The ratings agency said it is investigating the cause of the erroneous message, which was automatically disseminated to some subscribers of its credit ratings website. It was not clear how many clients saw the message.
"If recipients had clicked on the link in the alert, they would have seen that France's rating was unchanged," S&P's spokesman Martin Winn told Reuters by email. He declined further comment.
France still holds a top AAA rating with a stable outlook, it stressed.
But the clarification, published at 5:40 p.m. Paris time (1640 GMT), came too late for most European markets, which were already closed by then. The original message was published at 3:57 p.m. Paris time.
It also left many investors wondering whether it could be a sign that some negative rating action was in the works for France.
"How does that type of thing happen?" David Ader, head of government bond strategy at CRT Capital Group, asked in a note to clients. "A test of the system, perhaps. In any event, it certainly raises a flag."
French bonds were hammered on Thursday. Yields on 10-year paper, which were already on the rise before S&P's mistake, spiked about a quarter of a percentage point, their largest jump since before the euro was launched in 1999.
When S&P's clarification hit the wires, the euro gained against the U.S. dollar, in a sign of investors' relief.
POLITICAL BACKLASH
S&P's mistake came at the worst possible moment for France, just as markets worry that the euro-zone debt crisis could spread to core European economies.

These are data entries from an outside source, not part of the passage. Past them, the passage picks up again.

//! Database operations for the todos table.
//!
//! Every query is scoped by `user_id`; a todo owned by someone else behaves
//! exactly like a missing one.

use chrono::Utc;
use listsync_engine::{TaskData, TodoRecord};
use sqlx::{PgPool, Row};
use uuid::Uuid;

/// A stored todo row from the database.
#[derive(Debug, Clone)]
pub struct StoredTodo {
    pub id: String,
    pub text: String,
    pub is_complete: bool,
    pub created_at: i64,
}

impl<'r> sqlx::FromRow<'r, sqlx::postgres::PgRow> for StoredTodo {
    fn from_row(row: &'r sqlx::postgres::PgRow) -> Result<Self, sqlx::Error> {
        Ok(StoredTodo {
            id: row.try_get("id")?,
            text: row.try_get("text")?,
            is_complete: row.try_get("is_complete")?,
            created_at: row.try_get("created_at")?,
        })
    }
}

impl StoredTodo {
    /// Convert a database row to the wire record.
    pub fn to_record(&self) -> TodoRecord {
        TodoRecord {
            id: self.id.clone(),
            text: self.text.clone(),
            is_complete: self.is_complete,
            created_at: self.created_at as u64,
        }
    }
}

/// Columns read back into [`StoredTodo`].
const COLUMNS: &str = "id, text, is_complete, created_at";

fn now_millis() -> i64 {
    Utc::now().timestamp_millis()
}

/// All todos of a user, newest first.
pub async fn list_todos(pool: &PgPool, user_id: &str) -> Result<Vec<StoredTodo>, sqlx::Error> {
    sqlx::query_as(&format!(
        "SELECT {COLUMNS} FROM todos WHERE user_id = $1 ORDER BY created_at DESC, id DESC"
    ))
    .bind(user_id)
    .fetch_all(pool)
    .await
}

/// Insert a todo with a fresh id.
pub async fn insert_todo(
    pool: &PgPool,
    user_id: &str,
    data: &TaskData,
) -> Result<StoredTodo, sqlx::Error> {
    let now = now_millis();

    sqlx::query_as(&format!(
        r#"
        INSERT INTO todos (id, user_id, text, is_complete, created_at, updated_at)
        VALUES ($1, $2, $3, $4, $5, $5)
        RETURNING {COLUMNS}
        "#
    ))
    .bind(Uuid::new_v4().to_string())
    .bind(user_id)
    .bind(&data.text)
    .bind(data.is_complete)
    .bind(now)
    .fetch_one(pool)
    .await
}

/// Replace text and completion of a user's todo.
///
/// Returns `None` if the user has no todo with that id.
pub async fn update_todo(
    pool: &PgPool,
    user_id: &str,
    id: &str,
    data: &TaskData,
) -> Result<Option<StoredTodo>, sqlx::Error> {
    sqlx::query_as(&format!(
        r#"
        UPDATE todos SET text = $3, is_complete = $4, updated_at = $5
        WHERE id = $1 AND user_id = $2
        RETURNING {COLUMNS}
        "#
    ))
    .bind(id)
    .bind(user_id)
    .bind(&data.text)
    .bind(data.is_complete)
    .bind(now_millis())
    .fetch_optional(pool)
    .await
}

/// Delete a user's todo. Returns whether a row was removed.
pub async fn delete_todo(pool: &PgPool, user_id: &str, id: &str) -> Result<bool, sqlx::Error> {
    let result = sqlx::query("DELETE FROM todos WHERE id = $1 AND user_id = $2")
        .bind(id)
        .bind(user_id)
        .execute(pool)
        .await?;

    Ok(result.rows_affected() > 0)
}

#[cfg(test)]
mod tests {
    use super::*;

    #[test]
    fn stored_todo_to_record() {
        let stored = StoredTodo {
            id: "abc".into(),
            text: "Buy milk".into(),
            is_complete: true,
            created_at: 1_706_745_600_000,
        };

        let record = stored.to_record();
        assert_eq!(record.id, "abc");
        assert_eq!(record.text, "Buy milk");
        assert!(record.is_complete);
        assert_eq!(record.created_at, 1_706_745_600_000);
    }
}
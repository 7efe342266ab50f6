//! Todo endpoint routes.

use axum::{
    extract::{rejection::JsonRejection, Path, State},
    http::StatusCode,
    routing::{get, put},
    Json, Router,
};
use listsync_engine::{ApiResponse, TodoPayload, TodoRecord};

use crate::auth::{AuthUser, Identity};
use crate::error::{AppError, Result};
use crate::handlers::{handle_create, handle_delete, handle_list, handle_update};
use crate::AppState;

/// Create todo routes.
pub fn routes() -> Router<AppState> {
    Router::new()
        .route("/todos", get(list_handler).post(create_handler))
        .route("/todos/{id}", put(update_handler).delete(delete_handler))
}

fn payload(body: std::result::Result<Json<TodoPayload>, JsonRejection>) -> Result<TodoPayload> {
    body.map(|Json(payload)| payload)
        .map_err(|rejection| AppError::BadRequest(rejection.body_text()))
}

/// GET /todos - The caller's todos, newest first.
async fn list_handler(
    State(state): State<AppState>,
    identity: Identity,
) -> Result<Json<Vec<TodoRecord>>> {
    Ok(Json(handle_list(&state, &identity).await?))
}

/// POST /todos - Create a todo.
async fn create_handler(
    State(state): State<AppState>,
    auth: AuthUser,
    body: std::result::Result<Json<TodoPayload>, JsonRejection>,
) -> Result<(StatusCode, Json<ApiResponse>)> {
    let response = handle_create(&state, &auth.user_id, payload(body)?).await?;
    Ok((StatusCode::CREATED, Json(response)))
}

/// PUT /todos/{id} - Replace text and completion of a todo.
async fn update_handler(
    State(state): State<AppState>,
    identity: Identity,
    Path(id): Path<String>,
    body: std::result::Result<Json<TodoPayload>, JsonRejection>,
) -> Result<Json<ApiResponse>> {
    Ok(Json(
        handle_update(&state, &identity, &id, payload(body)?).await?,
    ))
}

/// DELETE /todos/{id} - Delete a todo.
async fn delete_handler(
    State(state): State<AppState>,
    identity: Identity,
    Path(id): Path<String>,
) -> Result<Json<ApiResponse>> {
    Ok(Json(handle_delete(&state, &identity, &id).await?))
}

#[cfg(test)]
mod tests {
    use crate::routes::testing::send;
    use axum::body::Body;
    use axum::http::{header, Request, StatusCode};
    use listsync_engine::{ApiResponse, TodoRecord};

    fn json_request(method: &str, uri: &str, body: &str) -> Request<Body> {
        Request::builder()
            .method(method)
            .uri(uri)
            .header(header::CONTENT_TYPE, "application/json")
            .body(Body::from(body.to_string()))
            .unwrap()
    }

    #[tokio::test]
    async fn anonymous_list_is_empty() {
        let request = Request::get("/todos").body(Body::empty()).unwrap();
        let (status, body): (_, Vec<TodoRecord>) = send(request).await;

        assert_eq!(status, StatusCode::OK);
        assert!(body.is_empty());
    }

    #[tokio::test]
    async fn anonymous_create_is_unauthorized() {
        let request = json_request("POST", "/todos", r#"{"text":"Call mom"}"#);
        let (status, body): (_, ApiResponse) = send(request).await;

        assert_eq!(status, StatusCode::UNAUTHORIZED);
        assert!(!body.success);
        assert_eq!(body.message, "Please login to continue.");
    }

    #[tokio::test]
    async fn malformed_authorization_is_rejected() {
        let request = Request::get("/todos")
            .header(header::AUTHORIZATION, "Basic dXNlcjpwYXNz")
            .body(Body::empty())
            .unwrap();
        let (status, body): (_, ApiResponse) = send(request).await;

        assert_eq!(status, StatusCode::UNAUTHORIZED);
        assert!(!body.success);
    }

    #[tokio::test]
    async fn update_validates_before_anything_else() {
        let request = json_request("PUT", "/todos/abc", r#"{"text":"  ","isComplete":false}"#);
        let (status, body): (_, ApiResponse) = send(request).await;

        assert_eq!(status, StatusCode::BAD_REQUEST);
        assert_eq!(body.message, "Todo is required");

        let long = format!(r#"{{"text":"{}"}}"#, "a".repeat(251));
        let (status, body): (_, ApiResponse) = send(json_request("PUT", "/todos/abc", &long)).await;

        assert_eq!(status, StatusCode::BAD_REQUEST);
        assert_eq!(body.message, "Todo must be at most 250 characters long");
    }

    #[tokio::test]
    async fn invalid_json_uses_envelope() {
        let request = json_request("PUT", "/todos/abc", "{not json");
        let (status, body): (_, ApiResponse) = send(request).await;

        assert_eq!(status, StatusCode::BAD_REQUEST);
        assert!(!body.success);
    }

    #[tokio::test]
    async fn anonymous_update_and_delete_find_nothing() {
        let request = json_request("PUT", "/todos/abc", r#"{"text":"Call dad"}"#);
        let (status, body): (_, ApiResponse) = send(request).await;
        assert_eq!(status, StatusCode::NOT_FOUND);
        assert_eq!(body.message, "Todo not found");

        let request = Request::delete("/todos/abc").body(Body::empty()).unwrap();
        let (status, body): (_, ApiResponse) = send(request).await;
        assert_eq!(status, StatusCode::NOT_FOUND);
        assert_eq!(body.message, "Todo not found");
    }
}
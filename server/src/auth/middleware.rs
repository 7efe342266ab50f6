//! Bearer token extraction.
//!
//! Tokens are opaque strings issued by the identity service and resolved
//! through the `sessions` table.

use axum::{
    extract::FromRequestParts,
    http::{header::AUTHORIZATION, request::Parts},
};

use crate::db;
use crate::error::AppError;
use crate::AppState;

/// The signed-in user, if any.
///
/// A request without an `Authorization` header, or with a token that is
/// unknown or expired, has no identity. A header that is not a bearer token
/// is rejected.
#[derive(Debug, Clone, PartialEq, Eq)]
pub struct Identity(pub Option<String>);

impl Identity {
    pub fn user_id(&self) -> Option<&str> {
        self.0.as_deref()
    }
}

/// Pull the token out of an `Authorization` header value.
pub fn bearer_token(header: &str) -> Option<&str> {
    header
        .strip_prefix("Bearer ")
        .map(str::trim)
        .filter(|token| !token.is_empty())
}

impl FromRequestParts<AppState> for Identity {
    type Rejection = AppError;

    async fn from_request_parts(
        parts: &mut Parts,
        state: &AppState,
    ) -> Result<Self, Self::Rejection> {
        let Some(header) = parts.headers.get(AUTHORIZATION) else {
            return Ok(Identity(None));
        };

        let token = header
            .to_str()
            .ok()
            .and_then(bearer_token)
            .ok_or(AppError::Unauthorized)?;

        let user_id = db::find_session_user(&state.pool, token).await?;
        if user_id.is_none() {
            tracing::debug!("Unknown or expired session token");
        }

        Ok(Identity(user_id))
    }
}

/// A request that must carry an identity.
#[derive(Debug, Clone)]
pub struct AuthUser {
    pub user_id: String,
}

impl FromRequestParts<AppState> for AuthUser {
    type Rejection = AppError;

    async fn from_request_parts(
        parts: &mut Parts,
        state: &AppState,
    ) -> Result<Self, Self::Rejection> {
        match Identity::from_request_parts(parts, state).await? {
            Identity(Some(user_id)) => Ok(AuthUser { user_id }),
            Identity(None) => Err(AppError::Unauthorized),
        }
    }
}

In an effort to show France has its finances under control, President Nicolas Sarkozy on Monday unveiled more than 18 billion euros of savings over the next two years to compensate for a slowdown in economic growth that is driving down tax revenues.
The additional fiscal austerity was also designed to protect France from a downgrade. Although the three largest agencies have a stable outlook on the country, Moody's has recently said it could revise that outlook to negative by early next year if the costs for helping bail out banks and other euro-zone members stretch its budget too much.
S&P's mistake also gives further ammunition to European regulators who have repeatedly called for tougher controls on the activities of the ratings agencies.
Michel Barnier, the European Union's top financial regulatory official, noted that the European Securities and Markets Authority will present next week new regulation on the credit ratings agencies.
"It will strengthen the rules which apply to the ratings agencies, including ensuring they work in a framework which is both more transparent and with greater responsibility," he said in a statement on Thursday.